Search Shortcut cmd + k | ctrl + k
ducksmiles

Cheminformatics toolkit for DuckDB - SMILES, InChI, MOL/SDF, PDB, and SELFIES molecular analysis from SQL

Maintainer(s): nkwork9999

Installing and Loading

INSTALL ducksmiles FROM community;
LOAD ducksmiles;

Example

-- Validate SMILES
SELECT mol_is_valid('CCO');          -- true
SELECT mol_is_valid('invalid_xyz');  -- false

-- Molecular formula (Hill system)
SELECT mol_formula('CCO');           -- C2H6O  (ethanol)
SELECT mol_formula('c1ccccc1');      -- C6H6   (benzene)
SELECT mol_formula('O');             -- H2O    (water)

-- Molecular weight
SELECT round(mol_weight('c1ccccc1'), 2);  -- 78.11

-- InChI layer extraction
SELECT inchi_formula('InChI=1S/C2H4O2/c1-2(3)4/h1H3,(H,3,4)');  -- C2H4O2

-- Convert SMILES to SELFIES (ML-friendly notation)
SELECT smiles_to_selfies('CCO');

-- Batch processing
SELECT smiles, mol_formula(smiles) AS formula, mol_num_atoms(smiles) AS atoms
FROM (VALUES ('CCO'), ('c1ccccc1'), ('CC(=O)Oc1ccccc1C(=O)O')) AS t(smiles);

About ducksmiles

Cheminformatics toolkit for DuckDB — analyze molecular structures directly from SQL without leaving your database.

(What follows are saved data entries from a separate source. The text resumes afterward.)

use serde::{Deserialize, Serialize};
use thiserror::Error;

/// Sub-category used when no chart rule matches.
pub(crate) const CHART_FALLBACK: &str = "default";
/// Sub-category used when no table rule matches.
pub(crate) const TABLE_FALLBACK: &str = "general_metrics";
/// Sub-category used when no text rule matches.
pub(crate) const TEXT_FALLBACK: &str = "general_inquiry";
/// Query category used when no category rule matches.
pub(crate) const QUERY_CATEGORY_FALLBACK: &str = "general_inquiry";

#[derive(Error, Debug, PartialEq, Eq)]
pub enum RulesError {
    #[error("Empty keyword in `{0}`")]
    EmptyKeyword(&'static str),

    #[error("Rule `{tag}` in `{list}` has an empty term group")]
    EmptyGroup { list: &'static str, tag: String },

    #[error("Rule in `{0}` has no tag")]
    MissingTag(&'static str),

    #[error("Weak chart threshold must be at least 1")]
    ZeroThreshold,

    #[error("Invalid structured data pattern: {0}")]
    Pattern(String),
}

/// One ordered sub-category rule.
///
/// The rule matches when every group in `all_of` has at least one of its terms
/// present in the lower-cased query.
#[derive(Debug, Clone, PartialEq, Eq, Serialize, Deserialize)]
pub struct SubcategoryRule {
    pub tag: String,
    pub all_of: Vec<Vec<String>>,
}

impl SubcategoryRule {
    pub(crate) fn new(tag: &str, all_of: &[&[&str]]) -> Self {
        Self {
            tag: tag.to_string(),
            all_of: all_of
                .iter()
                .map(|group| group.iter().map(ToString::to_string).collect())
                .collect(),
        }
    }

    pub fn matches(&self, query: &str) -> bool {
        self.all_of.iter().all(|group| contains_any(query, group))
    }
}

/// The canonical keyword table shared by every classification decision.
#[derive(Debug, Clone, PartialEq, Eq, Serialize, Deserialize)]
#[serde(default)]
pub struct ClassifierRules {
    /// Any one of these makes the query a chart.
    pub strong_chart: Vec<String>,
    /// Scored; `weak_chart_threshold` distinct matches make the query a chart.
    pub weak_chart: Vec<String>,
    pub weak_chart_threshold: usize,
    /// Terms reserved for charts. A query containing one is never a table.
    pub avoid_table: Vec<String>,
    pub table: Vec<String>,
    pub chart_subcategories: Vec<SubcategoryRule>,
    pub table_subcategories: Vec<SubcategoryRule>,
    pub text_subcategories: Vec<SubcategoryRule>,
    pub query_categories: Vec<SubcategoryRule>,
    /// Promote text-bound queries to tables when the upstream narrative
    /// already contains structured data.
    pub promote_structured_upstream: bool,
}

impl Default for ClassifierRules {
    fn default() -> Self {
        Self {
            strong_chart: strings(&[
                "breakup of portfolio values",
                "distribution",
                "allocation across",
                "breakdown",
                "percentage",
                "share of",
            ]),
            weak_chart: strings(&[
                "trend",
                "growth",
                "comparison",
                "analysis",
                "proportion",
                "share",
                "split",
                "pie",
                "chart",
                "graph",
                "visual",
                "show me",
                "compare",
                "across",
                "between",
                "among",
                "portfolio values per",
                "breakup",
                "allocation",
            ]),
            weak_chart_threshold: 2,
            avoid_table: strings(&["breakup", "distribution", "allocation", "percentage"]),
            table: strings(&[
                "top",
                "list",
                "show me all",
                "which clients",
                "ranking",
                "performance",
                "highest",
                "lowest",
                "managers",
                "clients",
                "portfolios",
                "compare managers",
                "relationship managers",
            ]),
            chart_subcategories: vec![
                SubcategoryRule::new(
                    "asset_allocation",
                    &[&["asset allocation", "allocation distribution"]],
                ),
                SubcategoryRule::new("rm_distribution", &[&["breakup"], &["relationship manager"]]),
                SubcategoryRule::new("geographic", &[&["geographic", "city"]]),
                SubcategoryRule::new("risk_distribution", &[&["risk appetite"]]),
                SubcategoryRule::new(
                    "risk_distribution",
                    &[&["risk"], &["distribution", "breakdown"]],
                ),
                SubcategoryRule::new("rm_performance", &[&["performance"], &["manager"]]),
            ],
            table_subcategories: vec![
                SubcategoryRule::new("top_portfolios", &[&["top"], &["portfolio"]]),
                SubcategoryRule::new("rm_performance", &[&["relationship manager"], &["top"]]),
                SubcategoryRule::new("stock_holdings", &[&["highest"], &["stock"]]),
                SubcategoryRule::new("client_profiles", &[&["client"], &["mumbai", "profile"]]),
            ],
            text_subcategories: vec![
                SubcategoryRule::new("explanatory_analysis", &[&["why", "explain"]]),
                SubcategoryRule::new("trend_analysis", &[&["trend", "pattern"]]),
                SubcategoryRule::new("strategic_recommendation", &[&["strategy", "approach"]]),
            ],
            query_categories: vec![
                SubcategoryRule::new(
                    "ranking_analysis",
                    &[&["top", "highest", "best", "ranking"]],
                ),
                SubcategoryRule::new(
                    "comparative_analysis",
                    &[&["compare", "comparison", "vs", "versus"]],
                ),
                SubcategoryRule::new("trend_analysis", &[&["trend", "growth", "pattern"]]),
                SubcategoryRule::new("explanatory_analysis", &[&["why", "explain", "reason"]]),
                SubcategoryRule::new(
                    "strategic_recommendation",
                    &[&["strategy", "recommend", "suggest"]],
                ),
            ],
            promote_structured_upstream: false,
        }
    }
}

impl ClassifierRules {
    /// Rejects tables that would match everything or nothing by accident.
    ///
    /// # Errors
    ///
    /// Returns an error if any keyword is blank, any rule has an empty term
    /// group or no tag, or the weak chart threshold is zero.
    pub fn validate(&self) -> Result<(), RulesError> {
        check_keywords("strong_chart", &self.strong_chart)?;
        check_keywords("weak_chart", &self.weak_chart)?;
        check_keywords("avoid_table", &self.avoid_table)?;
        check_keywords("table", &self.table)?;
        check_rules("chart_subcategories", &self.chart_subcategories)?;
        check_rules("table_subcategories", &self.table_subcategories)?;
        check_rules("text_subcategories", &self.text_subcategories)?;
        check_rules("query_categories", &self.query_categories)?;
        if self.weak_chart_threshold == 0 {
            return Err(RulesError::ZeroThreshold);
        }
        Ok(())
    }
}

pub(crate) fn contains_any(text: &str, keywords: &[String]) -> bool {
    keywords.iter().any(|kw| text.contains(kw.as_str()))
}

/// First matching rule wins; earlier rules win ties.
pub(crate) fn first_match<'a>(rules: &'a [SubcategoryRule], query: &str) -> Option<&'a str> {
    rules
        .iter()
        .find(|rule| rule.matches(query))
        .map(|rule| rule.tag.as_str())
}

fn strings(values: &[&str]) -> Vec<String> {
    values.iter().map(ToString::to_string).collect()
}

fn check_keywords(list: &'static str, keywords: &[String]) -> Result<(), RulesError> {
    if keywords.iter().any(|kw| kw.trim().is_empty()) {
        return Err(RulesError::EmptyKeyword(list));
    }
    Ok(())
}

fn check_rules(list: &'static str, rules: &[SubcategoryRule]) -> Result<(), RulesError> {
    for rule in rules {
        if rule.tag.trim().is_empty() {
            return Err(RulesError::MissingTag(list));
        }
        if rule.all_of.is_empty() || rule.all_of.iter().any(Vec::is_empty) {
            return Err(RulesError::EmptyGroup {
                list,
                tag: rule.tag.clone(),
            });
        }
        for group in &rule.all_of {
            check_keywords(list, group)?;
        }
    }
    Ok(())
}

#[cfg(test)]
mod tests {
    use super::*;

    #[test]
    fn default_rules_are_valid() {
        assert_eq!(ClassifierRules::default().validate(), Ok(()));
    }

    #[test]
    fn blank_keyword_is_rejected() {
        let mut rules = ClassifierRules::default();
        rules.table.push("  ".to_string());
        assert_eq!(rules.validate(), Err(RulesError::EmptyKeyword("table")));

        let mut rules = ClassifierRules::default();
        rules.strong_chart.push(String::new());
        assert_eq!(
            rules.validate(),
            Err(RulesError::EmptyKeyword("strong_chart"))
        );
    }

    #[test]
    fn empty_group_is_rejected() {
        let mut rules = ClassifierRules::default();
        rules.text_subcategories.push(SubcategoryRule {
            tag: "anything".to_string(),
            all_of: vec![vec![]],
        });
        assert_eq!(
            rules.validate(),
            Err(RulesError::EmptyGroup {
                list: "text_subcategories",
                tag: "anything".to_string(),
            })
        );

        let mut rules = ClassifierRules::default();
        rules.chart_subcategories.push(SubcategoryRule {
            tag: "everything".to_string(),
            all_of: vec![],
        });
        assert!(matches!(
            rules.validate(),
            Err(RulesError::EmptyGroup { .. })
        ));
    }

    #[test]
    fn blank_term_inside_rule_is_rejected() {
        let mut rules = ClassifierRules::default();
        rules.query_categories[0].all_of[0].push(String::new());
        assert_eq!(
            rules.validate(),
            Err(RulesError::EmptyKeyword("query_categories"))
        );
    }

    #[test]
    fn zero_threshold_is_rejected() {
        let rules = ClassifierRules {
            weak_chart_threshold: 0,
            ..ClassifierRules::default()
        };
        assert_eq!(rules.validate(), Err(RulesError::ZeroThreshold));
    }

    #[test]
    fn rule_needs_every_group() {
        let rule = SubcategoryRule::new("client_profiles", &[&["client"], &["mumbai", "profile"]]);
        assert!(rule.matches("client profiles in mumbai"));
        assert!(rule.matches("list client profile"));
        assert!(!rule.matches("clients in delhi"));
        assert!(!rule.matches("mumbai portfolios"));
    }

    #[test]
    fn earlier_rule_wins() {
        let rules = vec![
            SubcategoryRule::new("first", &[&["top"]]),
            SubcategoryRule::new("second", &[&["top"], &["portfolio"]]),
        ];
        assert_eq!(first_match(&rules, "top portfolio"), Some("first"));
        assert_eq!(first_match(&rules, "bottom"), None);
    }

    #[test]
    fn partial_override_keeps_defaults() {
        let rules: ClassifierRules =
            serde_json::from_str(r#"{ "weak_chart_threshold": 3 }"#).unwrap();
        assert_eq!(rules.weak_chart_threshold, 3);
        assert_eq!(rules.table, ClassifierRules::default().table);
    }
}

Pure Rust implementation with no external chemistry library dependencies (no RDKit required).

Supported Formats:

  • SMILES: Molecular validation, formula, weight, atom/bond counts
  • InChI/InChIKey: Layer extraction, stereochemistry detection, skeleton matching
  • MOL/SDF: V2000/V3000 block parsing, molecule counting
  • PDB/CIF/XYZ: Protein structure analysis (atom, chain, residue, model counts)
  • SELFIES: Bidirectional SMILES-SELFIES conversion for ML pipelines

28 scalar SQL functions for molecular property extraction, format conversion, and structural comparison. Ideal for cheminformatics datasets, drug discovery pipelines, and molecular ML feature engineering.

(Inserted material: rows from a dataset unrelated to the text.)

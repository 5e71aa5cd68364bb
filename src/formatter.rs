pub mod chart;
pub mod table;
pub mod text;
pub mod types;

use serde::{Deserialize, Serialize};
use serde_json::{json, Value};
use thiserror::Error;
use tracing::{debug, warn};

pub use self::{
    chart::ChartCatalog,
    table::TableCatalog,
    text::{NarrativeCatalog, TextCatalog},
    types::{Metadata, ResponseData, ResponseEnvelope, ResponseType},
};
use crate::classifier::{Classifier, QueryClassifier, Shape};

const UNKNOWN_ERROR: &str = "Unknown error occurred";

/// A fault while assembling a chart or table. Always recovered as text.
#[derive(Error, Debug, PartialEq, Eq)]
pub enum BuildError {
    #[error("Dataset `{dataset}` has {values} values for {labels} labels")]
    SeriesLength {
        dataset: String,
        values: usize,
        labels: usize,
    },

    #[error("Chart has no datasets")]
    NoDatasets,

    #[error("Table has no rows")]
    EmptyTable,

    #[error("Row {row} has different columns from the first row")]
    ColumnMismatch { row: usize },
}

/// A result computed before formatting, e.g. by an agent or a data service.
#[derive(Debug, Clone, PartialEq, Serialize, Deserialize)]
pub struct Upstream {
    #[serde(default = "default_success")]
    pub success: bool,
    #[serde(default)]
    pub text: Option<String>,
    #[serde(default)]
    pub extra: Metadata,
}

fn default_success() -> bool {
    true
}

impl Upstream {
    pub fn succeeded(text: &str) -> Self {
        Self {
            success: true,
            text: Some(text.to_string()),
            extra: Metadata::new(),
        }
    }

    pub fn failed(text: &str) -> Self {
        Self {
            success: false,
            text: Some(text.to_string()),
            extra: Metadata::new(),
        }
    }

    /// The narrative, if one was supplied and is not blank.
    pub fn text(&self) -> Option<&str> {
        self.text.as_deref().filter(|text| !text.trim().is_empty())
    }

    /// The failure message exactly as supplied, if not empty.
    fn message(&self) -> Option<&str> {
        self.text.as_deref().filter(|text| !text.is_empty())
    }

    fn has_intermediate_steps(&self) -> bool {
        self.extra.get("intermediate_steps").is_some_and(truthy)
    }
}

fn truthy(value: &Value) -> bool {
    match value {
        Value::Null => false,
        Value::Bool(b) => *b,
        Value::Number(n) => n.as_f64().is_some_and(|n| n != 0.0),
        Value::String(s) => !s.is_empty(),
        Value::Array(items) => !items.is_empty(),
        Value::Object(map) => !map.is_empty(),
    }
}

/// Canned data and templates the builder selects from.
#[derive(Debug, Clone, Default)]
pub struct Catalogs {
    pub charts: ChartCatalog,
    pub tables: TableCatalog,
    pub texts: TextCatalog,
    pub narratives: NarrativeCatalog,
}

/// Turns a query into a chart, table or text envelope.
///
/// Holds no mutable state; one instance can serve any number of concurrent
/// requests.
pub struct PayloadBuilder<C = Classifier> {
    classifier: C,
    catalogs: Catalogs,
    source: String,
}

impl<C: QueryClassifier> PayloadBuilder<C> {
    pub fn new(classifier: C, catalogs: Catalogs, source: &str) -> Self {
        Self {
            classifier,
            catalogs,
            source: source.to_string(),
        }
    }

    /// Formats a query that has no upstream result.
    pub fn process(&self, query: &str) -> ResponseEnvelope {
        self.build(query, None)
    }

    /// Formats a query, optionally around an upstream result.
    ///
    /// Never fails: a declared upstream failure becomes an error envelope, and
    /// a chart or table that cannot be built is rendered as text instead.
    pub fn build(&self, query: &str, upstream: Option<&Upstream>) -> ResponseEnvelope {
        if let Some(upstream) = upstream.filter(|upstream| !upstream.success) {
            return error_envelope(upstream.message().unwrap_or(UNKNOWN_ERROR));
        }

        let upstream_text = upstream.and_then(Upstream::text);
        let classification = self.classifier.classify_request(query, upstream_text);
        debug!(
            shape = %classification.shape,
            subcategory = %classification.subcategory,
            "Dispatching to sub-builder"
        );

        let built = match classification.shape {
            Shape::Chart => self.chart_envelope(query, &classification.subcategory),
            Shape::Table => self.table_envelope(&classification.subcategory),
            Shape::Text => {
                return self.text_envelope(query, &classification.subcategory, upstream);
            }
        };

        match built {
            Ok(envelope) => envelope,
            Err(error) => {
                warn!(
                    shape = %classification.shape,
                    subcategory = %classification.subcategory,
                    %error,
                    "Payload construction failed, degrading to text"
                );
                let subcategory = self.classifier.subcategory_for(Shape::Text, query);
                let mut envelope = self.text_envelope(query, &subcategory, upstream);
                envelope.metadata.insert(
                    "degraded_from".to_string(),
                    json!(classification.shape.as_str()),
                );
                envelope
            }
        }
    }

    fn chart_envelope(
        &self,
        query: &str,
        subcategory: &str,
    ) -> Result<ResponseEnvelope, BuildError> {
        let entry = self.catalogs.charts.build(subcategory)?;

        let mut metadata = self.metadata("visualization");
        metadata.insert("chart_type".to_string(), json!(entry.payload.kind.as_str()));
        metadata.insert("subcategory".to_string(), json!(subcategory));
        metadata.insert(
            "description".to_string(),
            json!(format!("Visual representation of {query}")),
        );
        for (key, value) in &entry.extra {
            metadata.insert(key.clone(), value.clone());
        }

        Ok(ResponseEnvelope {
            kind: ResponseType::Chart,
            data: ResponseData::Chart(entry.payload.clone()),
            metadata,
        })
    }

    fn table_envelope(&self, subcategory: &str) -> Result<ResponseEnvelope, BuildError> {
        let table = self.catalogs.tables.build(subcategory)?;

        let mut metadata = self.metadata("structured_data");
        metadata.insert("record_count".to_string(), json!(table.len()));
        metadata.insert("table_category".to_string(), json!(subcategory));

        Ok(ResponseEnvelope {
            kind: ResponseType::Table,
            data: ResponseData::Table(table.clone()),
            metadata,
        })
    }

    fn text_envelope(
        &self,
        query: &str,
        subcategory: &str,
        upstream: Option<&Upstream>,
    ) -> ResponseEnvelope {
        let narrative = upstream
            .and_then(Upstream::text)
            .unwrap_or_else(|| self.catalogs.narratives.select(query));
        let text = self.catalogs.texts.render(subcategory, narrative);

        let mut metadata = self.metadata("analytical_text");
        metadata.insert(
            "has_intermediate_steps".to_string(),
            json!(upstream.is_some_and(Upstream::has_intermediate_steps)),
        );
        metadata.insert(
            "query_category".to_string(),
            json!(self.classifier.categorize(query)),
        );
        metadata.insert("subcategory".to_string(), json!(subcategory));

        ResponseEnvelope {
            kind: ResponseType::Text,
            data: ResponseData::Text(text),
            metadata,
        }
    }

    fn metadata(&self, query_type: &str) -> Metadata {
        let mut metadata = Metadata::new();
        metadata.insert("source".to_string(), json!(self.source));
        metadata.insert("query_type".to_string(), json!(query_type));
        metadata
    }
}

fn error_envelope(message: &str) -> ResponseEnvelope {
    let mut metadata = Metadata::new();
    metadata.insert("error".to_string(), json!(true));
    ResponseEnvelope {
        kind: ResponseType::Error,
        data: ResponseData::Text(message.to_string()),
        metadata,
    }
}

Architecture: Rust (core logic) + C++ (DuckDB integration via FFI)

Added Functions

function_name function_type description comment examples
inchi_charge scalar NULL NULL  
inchi_connections scalar NULL NULL  
inchi_formula scalar NULL NULL  
inchi_has_stereo scalar NULL NULL  
inchi_hydrogens scalar NULL NULL  
inchi_is_standard scalar NULL NULL  
inchi_is_valid scalar NULL NULL  
inchi_num_stereo_centers scalar NULL NULL  
inchi_skeleton_match scalar NULL NULL  
inchi_stereo_bond scalar NULL NULL  
inchi_stereo_tetrahedral scalar NULL NULL  
inchi_version scalar NULL NULL  
inchikey_connectivity scalar NULL NULL  
inchikey_is_valid scalar NULL NULL  
inchikey_protonation scalar NULL NULL  
inchikey_stereo scalar NULL NULL  
mol_block_formula scalar NULL NULL  
mol_block_name scalar NULL NULL  
mol_block_num_atoms scalar NULL NULL  
mol_block_num_bonds scalar NULL NULL  
mol_block_weight scalar NULL NULL  
mol_exact_mass scalar NULL NULL  
mol_formula scalar NULL NULL  
mol_is_valid scalar NULL NULL  
mol_num_atoms scalar NULL NULL  
mol_num_bonds scalar NULL NULL  
mol_weight scalar NULL NULL  
sdf_count scalar NULL NULL  
selfies_is_valid scalar NULL NULL  
selfies_to_smiles scalar NULL NULL  
smiles_to_selfies scalar NULL NULL  
structure_atom_count scalar NULL NULL  
structure_chain_count scalar NULL NULL  
structure_model_count scalar NULL NULL  
structure_residue_count scalar NULL NULL  

Overloaded Functions

This extension does not add any function overloads.

Added Types

This extension does not add any types.

Added Settings

This extension does not add any settings.